For the data below, the lines that hold "tracked" should be counted; only the resulting number is expected.

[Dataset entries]
■ ■ ■ ■ ■ ■ ■

//! Sync layer: pulls the tracked pages through the content proxy and
//! refreshes the store on a fixed period.

pub mod fetch;
pub mod scheduler;

pub use fetch::{Fetch, FetchError, ProxyFetcher};
pub use scheduler::{CycleReport, Scheduler, UpdateError};
//! Read-only HTTP API over the law store.
//!
//! `GET /laws/:law_type` answers with the current stored version as
//! `text/html`, after one pass of HTML entity decoding. Unknown keys get a
//! 404 with `{"error": "document not found"}`.

mod error;

use std::sync::Arc;

use axum::Router;
use axum::extract::{Path, State};
use axum::http::Method;
use axum::response::Html;
use axum::routing::get;
use lexcache_store::DuckStore;
use tokio::net::TcpListener;
use tower_http::cors::{Any, CorsLayer};
use tower_http::trace::TraceLayer;
use tracing::{debug, info};

pub use error::ApiError;

#[derive(Clone)]
struct AppState {
    store: Arc<DuckStore>,
}

/// Build the API router over a shared store handle.
pub fn router(store: Arc<DuckStore>) -> Router {
    Router::new()
        .route("/laws/:law_type", get(latest_law))
        .layer(
            CorsLayer::new()
                .allow_origin(Any)
                .allow_methods([Method::GET])
                .allow_headers(Any),
        )
        .layer(TraceLayer::new_for_http())
        .with_state(AppState { store })
}

/// Serve the API on an already-bound listener until the process exits.
pub async fn serve(listener: TcpListener, store: Arc<DuckStore>) -> std::io::Result<()> {
    let addr = listener.local_addr()?;
    info!(%addr, "API server listening");
    axum::serve(listener, router(store)).await
}

async fn latest_law(
    State(state): State<AppState>,
    Path(law_type): Path<String>,
) -> Result<Html<String>, ApiError> {
    // DuckDB calls block; keep them off the async workers.
    let store = Arc::clone(&state.store);
    let key = law_type.clone();
    let content = tokio::task::spawn_blocking(move || store.latest(&key)).await??;
    debug!(law_type = %law_type, bytes = content.len(), "serving law");
    Ok(Html(html_escape::decode_html_entities(&content).into_owned()))
}
//! The fixed list of legal texts tracked by the cache.

use std::path::{Path, PathBuf};

use serde::{Deserialize, Serialize};
use thiserror::Error;
use tracing::info;

/// One tracked document: its key and the page it is scraped from.
#[derive(Debug, Clone, PartialEq, Eq, Serialize, Deserialize)]
pub struct DocumentSource {
    /// Document-type key, e.g. `codigo-civil`.
    #[serde(rename = "type")]
    pub law_type: String,
    pub url: String,
}

impl DocumentSource {
    pub fn new(law_type: impl Into<String>, url: impl Into<String>) -> Self {
        Self {
            law_type: law_type.into(),
            url: url.into(),
        }
    }
}

const CATALOGUE: &[(&str, &str)] = &[
    (
        "codigo-civil",
        "https://www.planalto.gov.br/ccivil_03/Leis/2002/L10406compilada.htm",
    ),
    (
        "processo-civil",
        "https://www.planalto.gov.br/ccivil_03/decreto-lei/1937-1946/del1608.htm",
    ),
    (
        "eleitoral",
        "https://www.planalto.gov.br/ccivil_03/Leis/L4737compilado.htm",
    ),
    (
        "codigo-comercial",
        "https://www.planalto.gov.br/ccivil_03/leis/lim/LIM556compilado.htm",
    ),
    (
        "codigo-penal",
        "https://www.planalto.gov.br/ccivil_03/decreto-lei/del2848compilado.htm",
    ),
    (
        "constituicao-federal",
        "https://www.planalto.gov.br/ccivil_03/constituicao/ConstituicaoCompilado.htm",
    ),
    (
        "codigo-tributario",
        "https://www.planalto.gov.br/ccivil_03/leis/L5172Compilado.htm",
    ),
    (
        "leis-trabalho",
        "https://www.planalto.gov.br/ccivil_03/decreto-lei/Del5452compilado.htm",
    ),
    (
        "defesa-consumidor",
        "https://www.planalto.gov.br/ccivil_03/leis/l8078compilado.htm",
    ),
    (
        "advocacia",
        "https://www.planalto.gov.br/ccivil_03/leis/l8906.htm",
    ),
    (
        "estatuto-deficiencia",
        "https://www.planalto.gov.br/ccivil_03/_ato2015-2018/2015/lei/l13146.htm",
    ),
];

/// The built-in source list, in processing order.
pub fn catalogue() -> Vec<DocumentSource> {
    CATALOGUE
        .iter()
        .map(|(law_type, url)| DocumentSource::new(*law_type, *url))
        .collect()
}

#[derive(Debug, Error)]
pub enum SourcesError {
    #[error("cannot read sources file {path}: {source}")]
    Io {
        path: PathBuf,
        source: std::io::Error,
    },
    #[error("invalid sources file {path}: {source}")]
    Json {
        path: PathBuf,
        source: serde_json::Error,
    },
    #[error("sources file {0} lists no documents")]
    Empty(PathBuf),
}

/// Load a replacement catalogue from a JSON array of `{ "type", "url" }` objects.
pub fn load_sources(path: &Path) -> Result<Vec<DocumentSource>, SourcesError> {
    let raw = std::fs::read_to_string(path).map_err(|source| SourcesError::Io {
        path: path.to_path_buf(),
        source,
    })?;
    let sources: Vec<DocumentSource> =
        serde_json::from_str(&raw).map_err(|source| SourcesError::Json {
            path: path.to_path_buf(),
            source,
        })?;
    if sources.is_empty() {
        return Err(SourcesError::Empty(path.to_path_buf()));
    }
    info!(count = sources.len(), path = %path.display(), "loaded document sources");
    Ok(sources)
}
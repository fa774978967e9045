use axum::Json;
use axum::http::StatusCode;
use axum::response::{IntoResponse, Response};
use lexcache_store::StoreError;
use serde_json::json;
use thiserror::Error;
use tracing::error;

#[derive(Debug, Error)]
pub enum ApiError {
    #[error("document not found: {0}")]
    NotFound(String),
    #[error(transparent)]
    Store(StoreError),
    #[error("store task failed: {0}")]
    Task(#[from] tokio::task::JoinError),
}

impl From<StoreError> for ApiError {
    fn from(e: StoreError) -> Self {
        match e {
            StoreError::NotFound(law_type) => Self::NotFound(law_type),
            other => Self::Store(other),
        }
    }
}

impl IntoResponse for ApiError {
    fn into_response(self) -> Response {
        match self {
            Self::NotFound(_) => (
                StatusCode::NOT_FOUND,
                Json(json!({ "error": "document not found" })),
            )
                .into_response(),
            other => {
                error!(error = %other, "store read failed");
                (
                    StatusCode::INTERNAL_SERVER_ERROR,
                    Json(json!({ "error": "internal error" })),
                )
                    .into_response()
            }
        }
    }
}
pub mod config;
pub mod decode;
pub mod sanitize;
pub mod source;
pub mod version;

pub use config::Config;
pub use decode::{DecodeError, decode_legacy};
pub use sanitize::{PLANALTO_ORIGIN, Sanitizer};
pub use source::{DocumentSource, SourcesError, catalogue, load_sources};
pub use version::{DocumentVersion, VersionSummary};
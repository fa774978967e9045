//! Periodic refresh: fetch, decode, sanitize and store every tracked law.

use std::sync::Arc;
use std::time::{Duration, Instant};

use lexcache_core::{Config, DecodeError, DocumentSource, Sanitizer, decode_legacy};
use lexcache_store::{DuckStore, StoreError};
use thiserror::Error;
use tokio::time::MissedTickBehavior;
use tracing::{info, warn};

use crate::fetch::{Fetch, FetchError};

/// Why one document was skipped in a cycle.
#[derive(Debug, Error)]
pub enum UpdateError {
    #[error("fetch failed: {0}")]
    Fetch(#[from] FetchError),
    #[error("decode failed: {0}")]
    Decode(#[from] DecodeError),
    #[error("store failed: {0}")]
    Store(#[from] StoreError),
    #[error("store task failed: {0}")]
    Task(#[from] tokio::task::JoinError),
}

/// Outcome of one pass over the source list, in source order.
#[derive(Debug, Default)]
pub struct CycleReport {
    /// Keys that got a new stored version.
    pub updated: Vec<String>,
    /// Keys that were skipped, with the error message.
    pub failed: Vec<(String, String)>,
}

impl CycleReport {
    pub fn all_failed(&self) -> bool {
        self.updated.is_empty() && !self.failed.is_empty()
    }
}

/// Runs the fetch → decode → sanitize → save pipeline over a fixed source list.
///
/// Documents are processed one at a time. A failure is logged and the cycle
/// moves on to the next document; nothing is retried.
pub struct Scheduler<F> {
    fetcher: F,
    store: Arc<DuckStore>,
    sanitizer: Sanitizer,
    sources: Vec<DocumentSource>,
    period: Duration,
}

impl<F: Fetch> Scheduler<F> {
    pub fn new(fetcher: F, store: Arc<DuckStore>, config: &Config) -> Self {
        Self {
            fetcher,
            store,
            sanitizer: Sanitizer::new(config.origin.clone()),
            sources: config.sources.clone(),
            period: config.refresh_interval,
        }
    }

    pub fn sources(&self) -> &[DocumentSource] {
        &self.sources
    }

    /// Refresh a single document. Returns the id of the stored version.
    pub async fn update(&self, source: &DocumentSource) -> Result<i64, UpdateError> {
        let bytes = self.fetcher.fetch(&source.url).await?;
        let text = decode_legacy(&bytes)?;
        // Parsing and the DuckDB insert both block; run them off the async workers.
        let sanitizer = self.sanitizer.clone();
        let store = Arc::clone(&self.store);
        let law_type = source.law_type.clone();
        let id = tokio::task::spawn_blocking(move || {
            let content = sanitizer.sanitize(&text);
            store.save(&law_type, &content)
        })
        .await??;
        Ok(id)
    }

    /// One pass over every source, sequentially and in order.
    pub async fn run_cycle(&self) -> CycleReport {
        let start = Instant::now();
        info!(sources = self.sources.len(), "update cycle started");

        let mut report = CycleReport::default();
        for source in &self.sources {
            match self.update(source).await {
                Ok(id) => {
                    info!(law_type = %source.law_type, id, "law updated");
                    report.updated.push(source.law_type.clone());
                }
                Err(e) => {
                    warn!(law_type = %source.law_type, url = %source.url, error = %e, "law update failed");
                    report.failed.push((source.law_type.clone(), e.to_string()));
                }
            }
        }

        info!(
            updated = report.updated.len(),
            failed = report.failed.len(),
            elapsed_ms = start.elapsed().as_millis() as u64,
            "update cycle finished"
        );
        report
    }

    /// Run a cycle now and then once per period, forever.
    ///
    /// Each cycle is awaited before the next tick is taken, so cycles never
    /// overlap; an overrunning cycle pushes the schedule back.
    pub async fn run(&self) {
        let mut interval = tokio::time::interval(self.period);
        interval.set_missed_tick_behavior(MissedTickBehavior::Delay);
        loop {
            interval.tick().await;
            self.run_cycle().await;
        }
    }
}
use thiserror::Error;

#[derive(Debug, Error)]
pub enum StoreError {
    #[error("no stored version for {0}")]
    NotFound(String),

    #[error("duckdb error: {0}")]
    DuckDb(#[from] ::duckdb::Error),

    #[error("store connection lock poisoned")]
    Poisoned,
}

■ ■ ■ ■ ■ ■ ■

== RESULT FOR THIS TASK ==
4